_YOUR INSTRUCTIONS:_
Even if the data beneath seems repetitive, write it all out again exactly.

++++++++++

/// STL decoding for binary and ASCII files
use nalgebra::{Point3, Vector3};
use nom::{
    bytes::complete::{tag, take},
    character::complete::{multispace0, multispace1, not_line_ending},
    multi::{count, many0},
    number::complete::{float, le_f32, le_u16, le_u32},
    sequence::preceded,
    IResult,
};

use crate::error::{ViewerError, ViewerResult};
use crate::geometry::{Mesh, Triangle, Vertex};

const HEADER_LEN: usize = 80;
const FACET_LEN: usize = 50;

/// Decode a binary STL file
pub fn parse_binary_stl(data: &[u8]) -> ViewerResult<Mesh> {
    if data.len() < HEADER_LEN + 4 {
        return Err(ViewerError::Stl("file too small to be a valid STL".to_string()));
    }

    let declared = u32::from_le_bytes([data[80], data[81], data[82], data[83]]) as usize;
    let needed = declared
        .checked_mul(FACET_LEN)
        .and_then(|n| n.checked_add(HEADER_LEN + 4));
    if needed.map_or(true, |n| data.len() < n) {
        return Err(ViewerError::Stl(format!(
            "unexpected end of file: header declares {} facets",
            declared
        )));
    }

    match binary_stl(data) {
        Ok((_, mesh)) => Ok(mesh),
        Err(e) => Err(ViewerError::Stl(format!("malformed binary STL: {:?}", e))),
    }
}

fn binary_stl(input: &[u8]) -> IResult<&[u8], Mesh> {
    let (input, _) = take(HEADER_LEN)(input)?;
    let (input, facet_count) = le_u32(input)?;
    let (input, triangles) = count(binary_facet, facet_count as usize)(input)?;

    let mut mesh = Mesh::with_capacity(triangles.len());
    mesh.triangles = triangles;
    Ok((input, mesh))
}

fn binary_facet(input: &[u8]) -> IResult<&[u8], Triangle> {
    let (input, normal) = le_vec3(input)?;
    let (input, a) = le_vec3(input)?;
    let (input, b) = le_vec3(input)?;
    let (input, c) = le_vec3(input)?;
    let (input, _attributes) = le_u16(input)?;
    Ok((input, facet(normal, [a, b, c])))
}

fn le_vec3(input: &[u8]) -> IResult<&[u8], [f32; 3]> {
    let (input, x) = le_f32(input)?;
    let (input, y) = le_f32(input)?;
    let (input, z) = le_f32(input)?;
    Ok((input, [x, y, z]))
}

/// Decode an ASCII STL file
pub fn parse_ascii_stl(input: &str) -> ViewerResult<Mesh> {
    match ascii_stl(input) {
        Ok((_, mesh)) => Ok(mesh),
        Err(e) => Err(ViewerError::Stl(format!("malformed ASCII STL: {:?}", e))),
    }
}

fn ascii_stl(input: &str) -> IResult<&str, Mesh> {
    let (input, _) = preceded(multispace0, tag("solid"))(input)?;
    let (input, _name) = not_line_ending(input)?;
    let (input, triangles) = many0(ascii_facet)(input)?;
    let (input, _) = preceded(multispace0, tag("endsolid"))(input)?;

    let mut mesh = Mesh::with_capacity(triangles.len());
    mesh.triangles = triangles;
    Ok((input, mesh))
}

fn ascii_facet(input: &str) -> IResult<&str, Triangle> {
    let (input, _) = preceded(multispace0, tag("facet"))(input)?;
    let (input, _) = preceded(multispace1, tag("normal"))(input)?;
    let (input, normal) = ascii_vec3(input)?;
    let (input, _) = preceded(multispace0, tag("outer"))(input)?;
    let (input, _) = preceded(multispace1, tag("loop"))(input)?;
    let (input, a) = ascii_vertex(input)?;
    let (input, b) = ascii_vertex(input)?;
    let (input, c) = ascii_vertex(input)?;
    let (input, _) = preceded(multispace0, tag("endloop"))(input)?;
    let (input, _) = preceded(multispace0, tag("endfacet"))(input)?;

    Ok((input, facet(normal, [a, b, c])))
}

fn ascii_vertex(input: &str) -> IResult<&str, [f32; 3]> {
    preceded(preceded(multispace0, tag("vertex")), ascii_vec3)(input)
}

fn ascii_vec3(input: &str) -> IResult<&str, [f32; 3]> {
    let (input, _) = multispace0(input)?;
    let (input, x) = float(input)?;
    let (input, _) = multispace1(input)?;
    let (input, y) = float(input)?;
    let (input, _) = multispace1(input)?;
    let (input, z) = float(input)?;
    Ok((input, [x, y, z]))
}

/// Build a triangle, recomputing the normal when the file leaves it zeroed
fn facet(normal: [f32; 3], corners: [[f32; 3]; 3]) -> Triangle {
    let [a, b, c] = corners.map(|[x, y, z]| Point3::new(x, y, z));
    let stored = Vector3::from(normal);
    let mut triangle = Triangle::new(
        Vertex::new(a, stored),
        Vertex::new(b, stored),
        Vertex::new(c, stored),
    );
    if stored.norm_squared() < 1e-12 {
        let computed = triangle.face_normal();
        for vertex in &mut triangle.vertices {
            vertex.normal = computed;
        }
    }
    triangle
}

/// Decode STL, trying ASCII first when the file opens with `solid`.
///
/// Binary files are allowed to start their header with `solid` too, so a
/// failed ASCII parse falls through to the binary decoder.
pub fn parse_stl(data: &[u8]) -> ViewerResult<Mesh> {
    if data.starts_with(b"solid") {
        if let Ok(mesh) = std::str::from_utf8(data)
            .map_err(|e| ViewerError::Stl(e.to_string()))
            .and_then(parse_ascii_stl)
        {
            return Ok(mesh);
        }
    }

    parse_binary_stl(data)
}
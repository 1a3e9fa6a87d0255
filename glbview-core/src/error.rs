/// Error types for the viewer session and asset decoding
use thiserror::Error;

/// Result type for viewer operations
pub type ViewerResult<T> = Result<T, ViewerError>;

/// Errors surfaced by the viewer and its hosts
#[derive(Error, Debug)]
pub enum ViewerError {
    #[error("Render backend unavailable: {0}")]
    CapabilityUnavailable(String),

    #[error("Failed to fetch asset: {0}")]
    Fetch(String),

    #[error("glTF error: {0}")]
    Gltf(#[from] gltf::Error),

    #[error("STL error: {0}")]
    Stl(String),

    #[error("Asset contains no triangles")]
    EmptyAsset,

    #[error("Unsupported primitive: {0}")]
    UnsupportedPrimitive(String),

    #[error("Render backend error: {0}")]
    Backend(String),
}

++++++++++

_EXPECTED OUTPUT:_
/// STL decoding for binary and ASCII files
use nalgebra::{Point3, Vector3};
use nom::{
    bytes::complete::{tag, take},
    character::complete::{multispace0, multispace1, not_line_ending},
    multi::{count, many0},
    number::complete::{float, le_f32, le_u16, le_u32},
    sequence::preceded,
    IResult,
};

use crate::error::{ViewerError, ViewerResult};
use crate::geometry::{Mesh, Triangle, Vertex};

const HEADER_LEN: usize = 80;
const FACET_LEN: usize = 50;

/// Decode a binary STL file
pub fn parse_binary_stl(data: &[u8]) -> ViewerResult<Mesh> {
    if data.len() < HEADER_LEN + 4 {
        return Err(ViewerError::Stl("file too small to be a valid STL".to_string()));
    }

    let declared = u32::from_le_bytes([data[80], data[81], data[82], data[83]]) as usize;
    let needed = declared
        .checked_mul(FACET_LEN)
        .and_then(|n| n.checked_add(HEADER_LEN + 4));
    if needed.map_or(true, |n| data.len() < n) {
        return Err(ViewerError::Stl(format!(
            "unexpected end of file: header declares {} facets",
            declared
        )));
    }

    match binary_stl(data) {
        Ok((_, mesh)) => Ok(mesh),
        Err(e) => Err(ViewerError::Stl(format!("malformed binary STL: {:?}", e))),
    }
}

fn binary_stl(input: &[u8]) -> IResult<&[u8], Mesh> {
    let (input, _) = take(HEADER_LEN)(input)?;
    let (input, facet_count) = le_u32(input)?;
    let (input, triangles) = count(binary_facet, facet_count as usize)(input)?;

    let mut mesh = Mesh::with_capacity(triangles.len());
    mesh.triangles = triangles;
    Ok((input, mesh))
}

fn binary_facet(input: &[u8]) -> IResult<&[u8], Triangle> {
    let (input, normal) = le_vec3(input)?;
    let (input, a) = le_vec3(input)?;
    let (input, b) = le_vec3(input)?;
    let (input, c) = le_vec3(input)?;
    let (input, _attributes) = le_u16(input)?;
    Ok((input, facet(normal, [a, b, c])))
}

fn le_vec3(input: &[u8]) -> IResult<&[u8], [f32; 3]> {
    let (input, x) = le_f32(input)?;
    let (input, y) = le_f32(input)?;
    let (input, z) = le_f32(input)?;
    Ok((input, [x, y, z]))
}

/// Decode an ASCII STL file
pub fn parse_ascii_stl(input: &str) -> ViewerResult<Mesh> {
    match ascii_stl(input) {
        Ok((_, mesh)) => Ok(mesh),
        Err(e) => Err(ViewerError::Stl(format!("malformed ASCII STL: {:?}", e))),
    }
}

fn ascii_stl(input: &str) -> IResult<&str, Mesh> {
    let (input, _) = preceded(multispace0, tag("solid"))(input)?;
    let (input, _name) = not_line_ending(input)?;
    let (input, triangles) = many0(ascii_facet)(input)?;
    let (input, _) = preceded(multispace0, tag("endsolid"))(input)?;

    let mut mesh = Mesh::with_capacity(triangles.len());
    mesh.triangles = triangles;
    Ok((input, mesh))
}

fn ascii_facet(input: &str) -> IResult<&str, Triangle> {
    let (input, _) = preceded(multispace0, tag("facet"))(input)?;
    let (input, _) = preceded(multispace1, tag("normal"))(input)?;
    let (input, normal) = ascii_vec3(input)?;
    let (input, _) = preceded(multispace0, tag("outer"))(input)?;
    let (input, _) = preceded(multispace1, tag("loop"))(input)?;
    let (input, a) = ascii_vertex(input)?;
    let (input, b) = ascii_vertex(input)?;
    let (input, c) = ascii_vertex(input)?;
    let (input, _) = preceded(multispace0, tag("endloop"))(input)?;
    let (input, _) = preceded(multispace0, tag("endfacet"))(input)?;

    Ok((input, facet(normal, [a, b, c])))
}

fn ascii_vertex(input: &str) -> IResult<&str, [f32; 3]> {
    preceded(preceded(multispace0, tag("vertex")), ascii_vec3)(input)
}

fn ascii_vec3(input: &str) -> IResult<&str, [f32; 3]> {
    let (input, _) = multispace0(input)?;
    let (input, x) = float(input)?;
    let (input, _) = multispace1(input)?;
    let (input, y) = float(input)?;
    let (input, _) = multispace1(input)?;
    let (input, z) = float(input)?;
    Ok((input, [x, y, z]))
}

/// Build a triangle, recomputing the normal when the file leaves it zeroed
fn facet(normal: [f32; 3], corners: [[f32; 3]; 3]) -> Triangle {
    let [a, b, c] = corners.map(|[x, y, z]| Point3::new(x, y, z));
    let stored = Vector3::from(normal);
    let mut triangle = Triangle::new(
        Vertex::new(a, stored),
        Vertex::new(b, stored),
        Vertex::new(c, stored),
    );
    if stored.norm_squared() < 1e-12 {
        let computed = triangle.face_normal();
        for vertex in &mut triangle.vertices {
            vertex.normal = computed;
        }
    }
    triangle
}

/// Decode STL, trying ASCII first when the file opens with `solid`.
///
/// Binary files are allowed to start their header with `solid` too, so a
/// failed ASCII parse falls through to the binary decoder.
pub fn parse_stl(data: &[u8]) -> ViewerResult<Mesh> {
    if data.starts_with(b"solid") {
        if let Ok(mesh) = std::str::from_utf8(data)
            .map_err(|e| ViewerError::Stl(e.to_string()))
            .and_then(parse_ascii_stl)
        {
            return Ok(mesh);
        }
    }

    parse_binary_stl(data)
}
repository 1a3e9fa6a87d0255
filename glbview-core/src/error.rs
/// Error types for the viewer session and asset decoding
use thiserror::Error;

/// Result type for viewer operations
pub type ViewerResult<T> = Result<T, ViewerError>;

/// Errors surfaced by the viewer and its hosts
#[derive(Error, Debug)]
pub enum ViewerError {
    #[error("Render backend unavailable: {0}")]
    CapabilityUnavailable(String),

    #[error("Failed to fetch asset: {0}")]
    Fetch(String),

    #[error("glTF error: {0}")]
    Gltf(#[from] gltf::Error),

    #[error("STL error: {0}")]
    Stl(String),

    #[error("Asset contains no triangles")]
    EmptyAsset,

    #[error("Unsupported primitive: {0}")]
    UnsupportedPrimitive(String),

    #[error("Render backend error: {0}")]
    Backend(String),
}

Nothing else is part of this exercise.